- _REQUIREMENT_: Only the lines that hold "host" should be in the answer, each copied from the data below.

- _MATERIAL SHOWN_:
*****

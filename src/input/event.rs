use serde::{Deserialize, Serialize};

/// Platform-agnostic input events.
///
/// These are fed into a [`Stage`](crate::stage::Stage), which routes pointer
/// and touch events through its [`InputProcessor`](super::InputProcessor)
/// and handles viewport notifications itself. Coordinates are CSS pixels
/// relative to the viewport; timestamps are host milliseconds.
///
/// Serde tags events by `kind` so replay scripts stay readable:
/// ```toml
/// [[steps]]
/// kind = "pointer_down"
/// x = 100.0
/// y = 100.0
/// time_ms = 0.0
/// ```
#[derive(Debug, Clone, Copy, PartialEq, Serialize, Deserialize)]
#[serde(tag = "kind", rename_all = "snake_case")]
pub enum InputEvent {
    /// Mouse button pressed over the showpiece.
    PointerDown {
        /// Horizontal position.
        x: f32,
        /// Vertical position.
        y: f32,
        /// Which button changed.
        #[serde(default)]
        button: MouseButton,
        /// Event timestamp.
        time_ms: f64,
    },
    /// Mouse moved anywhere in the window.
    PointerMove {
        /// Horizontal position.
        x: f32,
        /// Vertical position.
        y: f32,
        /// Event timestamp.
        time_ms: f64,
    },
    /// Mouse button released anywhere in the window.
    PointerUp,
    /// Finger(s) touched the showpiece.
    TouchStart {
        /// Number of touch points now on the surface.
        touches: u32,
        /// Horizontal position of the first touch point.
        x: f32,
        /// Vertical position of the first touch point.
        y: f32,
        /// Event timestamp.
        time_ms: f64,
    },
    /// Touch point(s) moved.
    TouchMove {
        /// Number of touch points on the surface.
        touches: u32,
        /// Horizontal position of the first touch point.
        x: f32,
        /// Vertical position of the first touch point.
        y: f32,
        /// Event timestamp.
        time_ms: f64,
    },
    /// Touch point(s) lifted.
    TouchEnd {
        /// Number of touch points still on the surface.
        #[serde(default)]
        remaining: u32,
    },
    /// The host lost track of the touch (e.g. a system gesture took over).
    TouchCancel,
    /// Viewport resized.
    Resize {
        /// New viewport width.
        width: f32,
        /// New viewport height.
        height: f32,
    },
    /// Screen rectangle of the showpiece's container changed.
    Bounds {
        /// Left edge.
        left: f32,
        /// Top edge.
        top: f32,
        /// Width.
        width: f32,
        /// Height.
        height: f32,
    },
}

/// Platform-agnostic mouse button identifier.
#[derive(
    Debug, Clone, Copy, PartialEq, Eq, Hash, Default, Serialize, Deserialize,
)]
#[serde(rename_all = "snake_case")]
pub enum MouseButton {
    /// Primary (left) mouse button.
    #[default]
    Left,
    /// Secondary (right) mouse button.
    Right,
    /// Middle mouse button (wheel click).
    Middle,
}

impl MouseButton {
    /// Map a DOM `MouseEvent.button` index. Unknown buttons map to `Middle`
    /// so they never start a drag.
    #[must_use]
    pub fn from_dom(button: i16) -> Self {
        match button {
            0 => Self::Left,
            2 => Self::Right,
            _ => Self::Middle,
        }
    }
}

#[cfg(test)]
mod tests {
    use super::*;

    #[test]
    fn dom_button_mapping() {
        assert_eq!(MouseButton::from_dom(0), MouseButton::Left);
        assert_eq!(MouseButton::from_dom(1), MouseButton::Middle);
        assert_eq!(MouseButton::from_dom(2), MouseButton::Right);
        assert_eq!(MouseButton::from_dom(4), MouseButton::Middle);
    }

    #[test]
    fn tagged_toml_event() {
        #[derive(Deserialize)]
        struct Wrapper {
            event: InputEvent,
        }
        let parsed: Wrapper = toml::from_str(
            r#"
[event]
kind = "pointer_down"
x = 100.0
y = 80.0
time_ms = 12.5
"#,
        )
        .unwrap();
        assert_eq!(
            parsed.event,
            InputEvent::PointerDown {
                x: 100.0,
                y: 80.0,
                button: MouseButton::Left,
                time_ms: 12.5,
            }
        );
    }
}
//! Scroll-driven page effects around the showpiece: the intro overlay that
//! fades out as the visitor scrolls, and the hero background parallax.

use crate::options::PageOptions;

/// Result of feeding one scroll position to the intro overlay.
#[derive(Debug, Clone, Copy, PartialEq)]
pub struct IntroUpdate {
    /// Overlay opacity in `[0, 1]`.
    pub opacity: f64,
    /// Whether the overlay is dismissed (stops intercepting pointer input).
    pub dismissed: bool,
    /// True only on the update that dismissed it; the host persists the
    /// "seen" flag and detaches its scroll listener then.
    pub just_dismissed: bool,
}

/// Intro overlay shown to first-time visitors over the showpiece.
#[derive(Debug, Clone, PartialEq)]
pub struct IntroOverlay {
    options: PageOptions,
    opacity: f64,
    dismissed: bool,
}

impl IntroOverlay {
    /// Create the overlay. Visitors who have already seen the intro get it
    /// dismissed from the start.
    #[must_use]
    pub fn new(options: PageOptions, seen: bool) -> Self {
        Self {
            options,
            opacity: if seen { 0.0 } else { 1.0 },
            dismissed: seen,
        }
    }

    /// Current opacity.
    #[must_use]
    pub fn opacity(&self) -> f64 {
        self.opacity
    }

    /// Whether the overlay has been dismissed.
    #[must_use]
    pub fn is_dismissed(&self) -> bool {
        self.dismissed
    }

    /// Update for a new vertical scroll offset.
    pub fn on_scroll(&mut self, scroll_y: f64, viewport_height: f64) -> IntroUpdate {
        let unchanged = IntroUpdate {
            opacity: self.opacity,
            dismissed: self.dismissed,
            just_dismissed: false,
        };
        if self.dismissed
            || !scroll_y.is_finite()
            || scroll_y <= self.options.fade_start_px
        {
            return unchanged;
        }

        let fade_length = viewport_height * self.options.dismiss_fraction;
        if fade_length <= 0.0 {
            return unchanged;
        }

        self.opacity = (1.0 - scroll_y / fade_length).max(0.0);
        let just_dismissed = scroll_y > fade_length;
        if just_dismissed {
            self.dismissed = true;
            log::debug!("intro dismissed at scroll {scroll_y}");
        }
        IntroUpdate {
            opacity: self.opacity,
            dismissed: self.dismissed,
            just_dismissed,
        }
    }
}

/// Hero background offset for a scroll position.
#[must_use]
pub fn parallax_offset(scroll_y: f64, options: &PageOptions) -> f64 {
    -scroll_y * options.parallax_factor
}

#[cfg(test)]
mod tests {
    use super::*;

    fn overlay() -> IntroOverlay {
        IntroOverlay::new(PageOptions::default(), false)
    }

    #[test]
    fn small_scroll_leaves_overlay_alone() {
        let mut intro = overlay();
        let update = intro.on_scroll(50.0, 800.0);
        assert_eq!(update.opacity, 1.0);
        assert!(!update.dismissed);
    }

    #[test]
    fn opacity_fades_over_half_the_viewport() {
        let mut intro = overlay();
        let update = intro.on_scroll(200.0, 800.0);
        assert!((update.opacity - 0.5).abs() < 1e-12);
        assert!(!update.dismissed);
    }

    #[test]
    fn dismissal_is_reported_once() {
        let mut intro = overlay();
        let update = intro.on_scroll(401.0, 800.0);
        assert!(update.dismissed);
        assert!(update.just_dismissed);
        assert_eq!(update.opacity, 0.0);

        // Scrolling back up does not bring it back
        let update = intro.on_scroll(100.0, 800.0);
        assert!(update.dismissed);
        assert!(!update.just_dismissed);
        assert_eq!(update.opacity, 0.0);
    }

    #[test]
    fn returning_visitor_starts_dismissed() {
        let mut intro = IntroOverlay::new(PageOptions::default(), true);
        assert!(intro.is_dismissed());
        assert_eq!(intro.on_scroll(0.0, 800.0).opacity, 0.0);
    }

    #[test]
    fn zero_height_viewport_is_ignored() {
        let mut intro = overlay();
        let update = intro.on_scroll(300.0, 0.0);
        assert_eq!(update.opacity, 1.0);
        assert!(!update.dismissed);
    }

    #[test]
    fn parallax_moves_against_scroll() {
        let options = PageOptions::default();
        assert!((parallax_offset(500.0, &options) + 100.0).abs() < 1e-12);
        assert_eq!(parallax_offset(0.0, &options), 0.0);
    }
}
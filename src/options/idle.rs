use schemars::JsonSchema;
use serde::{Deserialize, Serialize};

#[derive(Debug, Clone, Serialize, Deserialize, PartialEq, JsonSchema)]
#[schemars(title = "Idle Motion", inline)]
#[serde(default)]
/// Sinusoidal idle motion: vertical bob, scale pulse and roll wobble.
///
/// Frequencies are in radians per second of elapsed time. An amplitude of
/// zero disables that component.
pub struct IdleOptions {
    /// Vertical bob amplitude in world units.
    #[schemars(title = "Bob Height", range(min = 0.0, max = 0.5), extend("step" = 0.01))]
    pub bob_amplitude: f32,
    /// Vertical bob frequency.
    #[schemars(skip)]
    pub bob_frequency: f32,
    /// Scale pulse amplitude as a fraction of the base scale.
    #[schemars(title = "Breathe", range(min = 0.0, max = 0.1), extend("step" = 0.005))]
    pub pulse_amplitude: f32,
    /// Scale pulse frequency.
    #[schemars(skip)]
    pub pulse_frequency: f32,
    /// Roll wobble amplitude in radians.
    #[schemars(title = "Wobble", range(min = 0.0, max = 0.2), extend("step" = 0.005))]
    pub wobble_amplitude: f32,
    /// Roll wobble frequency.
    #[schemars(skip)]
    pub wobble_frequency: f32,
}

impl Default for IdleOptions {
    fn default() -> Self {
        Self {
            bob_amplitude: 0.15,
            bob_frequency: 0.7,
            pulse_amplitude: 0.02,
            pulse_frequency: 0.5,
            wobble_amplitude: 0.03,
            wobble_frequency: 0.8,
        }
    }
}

*****

- _RESULT_:
/// relative to the viewport; timestamps are host milliseconds.
    /// The host lost track of the touch (e.g. a system gesture took over).
    /// True only on the update that dismissed it; the host persists the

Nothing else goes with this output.